Jackfic Archive Story


The Teacher - Part 3 of 'An Education'

by Gumnut

Disclaimer: Stargate SG-1 and its characters are the property of Showtime/Viacom, MGM/UA, Double Secret Productions, and Gekko Productions. I have written this story for entertainment purposes only and no money whatsoever has exchanged hands. No copyright infringement is intended. The original characters, situations, and story are the property of the author(s).




The smell of his own flesh cooking under the wave of intense orange light, blinding him with its brilliance.

But he could still see her eyes, and beyond the cruelty of the creature inhabiting her body, he knew she was there, and he smiled for her. They would get out of this, or he would die trying.

More likely the latter at the moment, Jack.

Oh, shut up.

A frown wrinkled her brow, and as his vision finally began to waver, his mind faltering under the onslaught, her eyes lost contact with his own and the orange light cut off leaving a green afterimage dancing where it had been.

She looked away.

He took the moment to draw in a breath of the cool air, the chill of the concrete floor sucking the warmth from the room. The burn continued to sizzle on his forehead.

Her body shuddered, and for a moment he thought she might walk away, but she didn't. Her shoulders straightened, and when she turned back to him, her eyes flashed white, a snarl of defiance on her face.

"Having a little trouble are we?" He managed to force just the right amount of sarcastic lilt into his voice to draw her attention. "Not learning fast enough for ya, huh?"

The Goa'uld moved so fast, he didn't have a chance to react. Her face was suddenly within an inch of his, her warm breath caressing his lips, the moisture in her brown eyes reflecting him in miniature.
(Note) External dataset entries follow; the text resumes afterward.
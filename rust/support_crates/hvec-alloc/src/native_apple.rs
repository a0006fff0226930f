use std::ptr::NonNull;

use crate::ByteAllocator;

/// `true` when this target exposes a native usable-size query.
pub const HAS_NATIVE_USABLE_SIZE: bool = true;

/// Whether the default binding should pick [`NativeAllocator`] over the
/// size-hint shim.
pub const PREFER_NATIVE: bool = true;

/// The C heap, with usable sizes reported by `malloc_size`.
///
/// `malloc_size` rounds up to the zone's size class (16 bytes for tiny
/// allocations), so vectors bound to this allocator often absorb several
/// small appends without reallocating.
#[derive(Debug, Default, Clone, Copy)]
pub struct NativeAllocator;

static NATIVE: NativeAllocator = NativeAllocator;

/// Returns the process-wide native allocator instance.
pub fn native_allocator() -> Option<&'static (dyn ByteAllocator + Sync)> {
    Some(&NATIVE)
}

unsafe impl ByteAllocator for NativeAllocator {
    fn allocate(&self, size: usize) -> Option<NonNull<u8>> {
        NonNull::new(unsafe { libc::malloc(size.max(1)) }.cast())
    }

    unsafe fn reallocate(&self, block: NonNull<u8>, size: usize) -> Option<NonNull<u8>> {
        NonNull::new(unsafe { libc::realloc(block.as_ptr().cast(), size.max(1)) }.cast())
    }

    unsafe fn usable_size(&self, block: NonNull<u8>) -> usize {
        unsafe { libc::malloc_size(block.as_ptr().cast_const().cast()) }
    }

    unsafe fn release(&self, block: NonNull<u8>) {
        unsafe { libc::free(block.as_ptr().cast()) }
    }

    fn name(&self) -> &'static str {
        "malloc_size"
    }
}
Her voice, raped by the Goa'uld's echo, sung a deadly whisper in his ears. "You are going to die, human."

He stood his ground, refusing to flinch. "Perhaps." His eyes traced her face, the face of a friend held by an enemy. "But not today."

With all the energy his depleted body could muster, he flung himself forward and head butted her between the eyes.

She dropped like a stone.

Swallowing pain as he lacerated the burn on his forehead, he closed his eyes, urging the world to stop spinning. Oh, god. He hung from his bindings, taking a brief moment to orient himself, and prayed he could get both himself and Janet out of this hell.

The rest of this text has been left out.